All that the term "Amish" was ever meant to state, when it originated on the old RTF format, was that it was training done "without electricity". It was never meant to be an ethnic slur or any sort of derogatory comment.

I would hope that all of us, over time, work to possibly refine our training horizons as we advance with new dogs, new needs, new limitations, more grey hairs, whatever.

For me personally, I have found that I finally chose to take the time to become more educated in how to appropriately incorporate the e-collar, as a training tool, into my own training. For years, I never felt qualified to use a collar, since I did not feel that I'd satisfied my own concerns around having enough knowledge to avoid messing up a dog with poor e-collar application.

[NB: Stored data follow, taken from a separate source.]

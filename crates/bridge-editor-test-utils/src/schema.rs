use serde_json::{Value, json};
use std::fs;
use std::path::{Path, PathBuf};

/// A trimmed-down bridge config schema covering every editor section.
///
/// Default document built from it:
/// `{ sendAnalyticsEvents: true, disableLoadingLogo: false, platforms: {},
///    advertisement: { useBuiltInErrorPopup: false,
///      interstitial: { preloadOnStart: false, delay: 60 },
///      rewarded: { preloadOnStart: false } } }`
pub fn bridge_schema() -> Value {
    json!({
        "$schema": "http://json-schema.org/draft-07/schema#",
        "type": "object",
        "required": ["sendAnalyticsEvents", "advertisement"],
        "properties": {
            "forciblySetPlatformId": { "type": "string" },
            "sendAnalyticsEvents": { "type": "boolean", "default": true },
            "disableLoadingLogo": { "type": "boolean", "default": false },
            "showFullLoadingLogo": { "type": "boolean" },
            "platforms": {
                "type": "object",
                "properties": {
                    "yandex": {
                        "type": "object",
                        "properties": {
                            "useSignedData": { "type": "boolean", "default": false }
                        }
                    },
                    "game_distribution": {
                        "type": "object",
                        "required": ["gameId"],
                        "properties": { "gameId": { "type": "string" } }
                    },
                    "facebook": {
                        "type": "object",
                        "properties": {
                            "placementId": { "type": "string" },
                            "subscribeForNotificationsOnStart": { "type": "boolean", "default": false }
                        }
                    },
                    "crazy_games": {
                        "type": "object",
                        "required": ["xsollaProjectId"],
                        "properties": {
                            "xsollaProjectId": { "type": "string" },
                            "isSandbox": { "type": "boolean", "default": false },
                            "retries": { "type": "number", "default": 0 },
                            "region": { "type": "string" }
                        }
                    },
                    "playgama": {
                        "type": "object",
                        "required": ["gameId"],
                        "properties": { "gameId": { "type": "string" } }
                    },
                    "not_a_platform": {
                        "type": "object",
                        "properties": { "token": { "type": "string" } }
                    }
                }
            },
            "advertisement": {
                "type": "object",
                "required": ["interstitial", "rewarded"],
                "properties": {
                    "useBuiltInErrorPopup": { "type": "boolean", "default": false },
                    "backfillId": { "type": "string" },
                    "interstitial": { "$ref": "#/definitions/interstitial" },
                    "rewarded": { "$ref": "#/definitions/rewarded" }
                }
            },
            "payments": {
                "type": "array",
                "items": { "$ref": "#/definitions/paymentProduct" }
            },
            "leaderboards": {
                "type": "array",
                "items": { "$ref": "#/definitions/leaderboard" }
            }
        },
        "definitions": {
            "interstitial": {
                "type": "object",
                "properties": {
                    "preloadOnStart": { "type": "boolean", "default": false },
                    "delay": { "type": "number", "default": 60 },
                    "placements": {
                        "type": "array",
                        "items": { "$ref": "#/definitions/placement" }
                    }
                }
            },
            "rewarded": {
                "type": "object",
                "properties": {
                    "preloadOnStart": { "type": "boolean", "default": false },
                    "placements": {
                        "type": "array",
                        "items": { "$ref": "#/definitions/placement" }
                    }
                }
            },
            "placement": {
                "type": "object",
                "required": ["id"],
                "properties": { "id": { "type": "string" } }
            },
            "paymentProduct": {
                "type": "object",
                "required": ["id"],
                "properties": {
                    "id": { "type": "string" },
                    "playgama": {
                        "type": "object",
                        "required": ["amount"],
                        "properties": { "amount": { "type": "number" } }
                    },
                    "yandex": {
                        "type": "object",
                        "properties": { "id": { "type": "string" } }
                    },
                    "facebook": {
                        "type": "object",
                        "required": ["id"],
                        "properties": {
                            "id": { "type": "string" },
                            "description": { "type": "string" }
                        }
                    }
                }
            },
            "leaderboard": {
                "type": "object",
                "required": ["id"],
                "properties": {
                    "id": { "type": "string" },
                    "isMain": { "type": "boolean" },
                    "yandex": { "type": "string" },
                    "facebook": { "type": "string" },
                    "msn": { "type": "string" }
                }
            }
        }
    })
}

/// Root with one required defaulted boolean and one optional string.
pub fn analytics_schema() -> Value {
    json!({
        "type": "object",
        "required": ["sendAnalyticsEvents"],
        "properties": {
            "sendAnalyticsEvents": { "type": "boolean", "default": true },
            "backfillId": { "type": "string" }
        }
    })
}

/// Write a schema document into `dir` and return its path.
pub fn write_schema(dir: &Path, schema: &Value) -> PathBuf {
    let path = dir.join("schema.json");
    let contents = serde_json::to_string_pretty(schema).expect("encode schema");
    fs::write(&path, contents).expect("write schema");
    path
}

I first touched a transmitter at age 44. I trained my first gundog retriever at age 13. I am glad I chose to finally take a look at something beyond my prior horizons and personally set boundaries. I believe that my dog currently running with marginal success in Qualifying stakes is trained in a much lower pressure, more fair environment than any dog I ever trained with my past "tennis shoe" methods. 

For me personally, it has been very, very refreshing. It has opened a whole new world of low-pressure training for advanced retriever work. 

I will state that I believe the e-collar is not the right tool for a trainer who is not willing to put in the time and effort to learn to use it in a fairly applied process. 

The e-collar is just a tool. Just like a hammer, or a drill, or a leash, or a choke chain or a sit stick. The person handling the tool is the one who determines if it is fairly utilized in a sound training process.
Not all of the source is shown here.